This is a neato Rob graph. I guess it's traditionally called a joyplot (from the Joy Division album cover) or a ridgeline graph.

Observations

The edges fall in as we see more sharers, which is expected.
The "lifespan" of sources depends on two factors: the number of Congressfolk near that area on the political spectrum, and their propensity to tweet.
Sources don't fall out symmetrically. The ranges near 0.25 and 0.4 fall away the fastest. They're basically unrepresented after 130 sharers. According to the dw_nominate distribution, there are actually some folks in that area. I'd like to say this is a nice confirmation of the absent center-right point in the election paper, but I don't know if it's that or just the relative absense of center-right Congressfolk or some statistical quirk of the model that biases it against that range of numbers.
Some partisan sources are shared by a larger number of Congressfolk. The one of the left that makes it to >450 is nytimes.com and the one on the right that makes it to >430 is wsj.com.
The sites that make it to the arbitrary end of the graph are twitter.com, youtube.com, facebook.com, thehill.com, house.gov, washingtonpost.com and c-span.org.

Future Work¶

Validation?
Some subdomains matter and some don't. Subdomains on Wordpress vs. "www", for example. Need to handle that.
Each Congress is an uneven representation of the political spectrum. That unevenness biases our partisanship estimation in favor of the party in power. We need to normalize for that.
I stumbled upon this while investigating the #pjnet hashtag: http://www.patriotjournalist.com/usHouse.php?src=Home http://www.patriotjournalist.com/usSenate.php?src=Home It's a weird righty website, but those lists look more complete than the c-span one.
Decide how to deal with time better. I've pulled down the Twitter accounts of most of the 115th Congress, but I've pulled full Twitter histories (not limited to the 115th Congress). Should I limit the Twitter histories or try to look at other Congresses?
There are a lot of interesting questions to be asked and answered about Congressional sharing (and by extension, attention) with this data. Do Democrats share from a broader swath of sites? Do Republicans really use Instagram more?
Reason through the Twitter volume normalization better.
Learn statistics.

Odds and Ends¶

Do some partisanship bins have more media sources than others? This kind of analysis is getting too far into ouroboros territory, but I want to see it anyway.

num_bins = 20
bins = [(i - num_bins / 2) / (num_bins / 2) for i in range(num_bins + 1)]
congress_partisanship_bins = congress_twitter.groupby(
    pd.cut(congress_twitter['nominate_dim1'], bins))['nominate_dim1'].count()
media_partisanship_bins = dsnf.groupby(pd.cut(dsnf['mean_dw'], bins))['mean_dw'].count()
media_source_per_congress_by_partisanship = media_partisanship_bins / congress_partisanship_bins
media_source_per_congress_by_partisanship.loc[media_source_per_congress_by_partisanship.isna() | (media_source_per_congress_by_partisanship == float('inf'))] = 1
_ = pd.DataFrame([congress_partisanship_bins, 
                  media_partisanship_bins, 
                  media_source_per_congress_by_partisanship.apply(math.log)]).T.plot.bar(subplots=True)

Observations

The center is way over represented. From 0 to 0.1 is infinity (because no Congresspeople in that range).
The left looks slightly better represented than the right.
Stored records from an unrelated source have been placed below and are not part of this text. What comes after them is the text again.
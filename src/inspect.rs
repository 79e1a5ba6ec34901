//! Store inspection commands: summary statistics and chunk sampling.
//!
//! Sampling is deterministic (evenly spaced rows rather than random) so
//! repeated inspections of the same store print the same chunks.

use anyhow::{Context, Result};
use std::collections::BTreeSet;

use crate::config::Config;
use crate::store::VectorStore;

pub fn run_stats(config: &Config) -> Result<()> {
    let store = load_store(config)?;

    let token_counts: Vec<usize> = store.chunks().iter().map(|c| c.token_count()).collect();
    let sources: BTreeSet<&str> = store
        .chunks()
        .iter()
        .filter_map(|c| c.metadata.get("relative_path").map(String::as_str))
        .collect();

    println!("store: {}", config.store.dir.display());
    println!("  chunks: {}", store.len());
    println!("  embedding dimension: {}", store.embedding_dim());
    println!("  source files: {}", sources.len());
    if !token_counts.is_empty() {
        let total: usize = token_counts.iter().sum();
        let min = token_counts.iter().min().unwrap();
        let max = token_counts.iter().max().unwrap();
        println!(
            "  tokens per chunk: min {min}, max {max}, avg {:.0}",
            total as f64 / token_counts.len() as f64
        );
    }

    Ok(())
}

pub fn run_inspect(config: &Config, sample: usize) -> Result<()> {
    let store = load_store(config)?;

    if store.is_empty() {
        println!("store is empty");
        return Ok(());
    }

    let indices = sample_indices(store.len(), sample);
    println!(
        "showing {} of {} chunks from {}",
        indices.len(),
        store.len(),
        config.store.dir.display()
    );

    for (n, &i) in indices.iter().enumerate() {
        let chunk = &store.chunks()[i];
        println!();
        println!("==== chunk {} (row {}) ====", n + 1, i);
        println!(
            "source:  {}",
            chunk
                .metadata
                .get("relative_path")
                .map(String::as_str)
                .unwrap_or("unknown")
        );
        println!(
            "section: {}",
            chunk
                .metadata
                .get("section_title")
                .map(String::as_str)
                .unwrap_or("(untitled)")
        );
        println!(
            "index: {}  tokens: {}",
            chunk
                .metadata
                .get("chunk_index")
                .map(String::as_str)
                .unwrap_or("?"),
            chunk
                .metadata
                .get("token_count")
                .map(String::as_str)
                .unwrap_or("?"),
        );
        println!("----");
        println!("{}", chunk.text);
    }

    Ok(())
}

fn load_store(config: &Config) -> Result<VectorStore> {
    VectorStore::load(&config.store.dir).with_context(|| {
        format!(
            "Failed to load vector store from {} (run `docdex ingest` first)",
            config.store.dir.display()
        )
    })
}

/// Up to `sample` evenly spaced row indices over `len` rows, in order.
fn sample_indices(len: usize, sample: usize) -> Vec<usize> {
    let n = sample.min(len).max(1);
    (0..n).map(|i| i * len / n).collect()
}

#[cfg(test)]
mod tests {
    use super::*;

    #[test]
    fn sample_covers_small_stores_entirely() {
        assert_eq!(sample_indices(3, 5), vec![0, 1, 2]);
    }

    #[test]
    fn sample_is_evenly_spaced_and_in_bounds() {
        let idx = sample_indices(100, 5);
        assert_eq!(idx, vec![0, 20, 40, 60, 80]);
        assert!(idx.iter().all(|&i| i < 100));
    }

    #[test]
    fn sample_zero_still_shows_one() {
        assert_eq!(sample_indices(10, 0), vec![0]);
    }
}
Is worrying about the dw_nominate distribution leaking into the media distribution a real concern? I dunno, but I can graph them on top of each other.

_ = pd.DataFrame({'dw_nomin': congress_twitter['nominate_dim1'], 'media': dsnf['mean_dw']}) \
    .plot.hist(bins=100, sharex=True, normed=True, figsize=(12, 8), alpha=0.5, 
              title="Dist. of media partisanship vs. dist. of dw_nominate scores")

Observations

Do we expect the media landscape to have a stronger center than the political landscape?
Do we expect that stronger center to be made up for by a smaller right (instead of a smaller left, or both equally)?

Same as the joyplot, just a bunch of histograms instead.

_ = pd.DataFrame(d).plot.hist(bins=50, figsize=(10, 20), sharex=True, subplots=True, xlim=(-1, 1))

_ = dsnf.plot.scatter('mean_dw', 'num_sharers', xlim=(-1, 1))

ranked_dsnf = dsnf.assign(sharers_rank=dsnf['num_sharers'].rank(ascending=False))
top_ranked_dsnf = ranked_dsnf[ranked_dsnf['sharers_rank'] <= 250]
top_ranked_dsnf.groupby(pd.cut(top_ranked_dsnf['mean_dw'], bins)).sum().plot.bar(y='num_sharers', color=colors)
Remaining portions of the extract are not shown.